Exercise instructions: Each record should be reproduced exactly.

Data to use:

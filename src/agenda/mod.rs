use std::sync::Arc;

use serde_json::json;

use crate::models::record::{Record, RecordStore};
use crate::models::slide::{ModelType, Slide, SlideOptions, SlideRegistryBuilder};

pub const ITEM: ModelType = ModelType {
    name: "item",
    prefix: "item",
    module: module_path!(),
    to_slide: item_slide,
};

fn item_slide(record: &Record) -> Slide {
    Slide::new(record.title.clone(), "agenda/item_slide.html")
        .with("id", record.id)
        .with("text", record.field_str("text"))
}

/// Overview of all agenda items, ordered by their `weight` field.
pub fn overview_slide(records: &dyn RecordStore) -> Slide {
    let mut items = records.list(ITEM.name).unwrap_or_else(|e| {
        log::error!("Failed to load agenda items: {e}");
        Vec::new()
    });
    items.sort_by_key(|item| (item.field_i64("weight").unwrap_or(0), item.id));

    let items: Vec<_> = items
        .iter()
        .map(|item| json!({ "id": item.id, "title": item.title }))
        .collect();
    Slide::new("Agenda", "agenda/overview.html").with("items", items)
}

pub fn register_slides(registry: &mut SlideRegistryBuilder, records: Arc<dyn RecordStore>) {
    registry
        .register_function_slide(
            "agenda",
            module_path!(),
            move || overview_slide(records.as_ref()),
            SlideOptions {
                weight: -10,
                name: "Agenda".to_string(),
                ..Default::default()
            },
        )
        .register_model_slide(ITEM, None, Some("agenda/control_item.html"), 0);
}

Written response:
filename src/agenda/mod.rs
use std::sync::Arc;

use serde_json::json;

use crate::models::record::{Record, RecordStore};
use crate::models::slide::{ModelType, Slide, SlideOptions, SlideRegistryBuilder};

pub const ITEM: ModelType = ModelType {
    name: "item",
    prefix: "item",
    module: module_path!(),
    to_slide: item_slide,
};

fn item_slide(record: &Record) -> Slide {
    Slide::new(record.title.clone(), "agenda/item_slide.html")
        .with("id", record.id)
        .with("text", record.field_str("text"))
}

/// Overview of all agenda items, ordered by their `weight` field.
pub fn overview_slide(records: &dyn RecordStore) -> Slide {
    let mut items = records.list(ITEM.name).unwrap_or_else(|e| {
        log::error!("Failed to load agenda items: {e}");
        Vec::new()
    });
    items.sort_by_key(|item| (item.field_i64("weight").unwrap_or(0), item.id));

    let items: Vec<_> = items
        .iter()
        .map(|item| json!({ "id": item.id, "title": item.title }))
        .collect();
    Slide::new("Agenda", "agenda/overview.html").with("items", items)
}

pub fn register_slides(registry: &mut SlideRegistryBuilder, records: Arc<dyn RecordStore>) {
    registry
        .register_function_slide(
            "agenda",
            module_path!(),
            move || overview_slide(records.as_ref()),
            SlideOptions {
                weight: -10,
                name: "Agenda".to_string(),
                ..Default::default()
            },
        )
        .register_model_slide(ITEM, None, Some("agenda/control_item.html"), 0);
}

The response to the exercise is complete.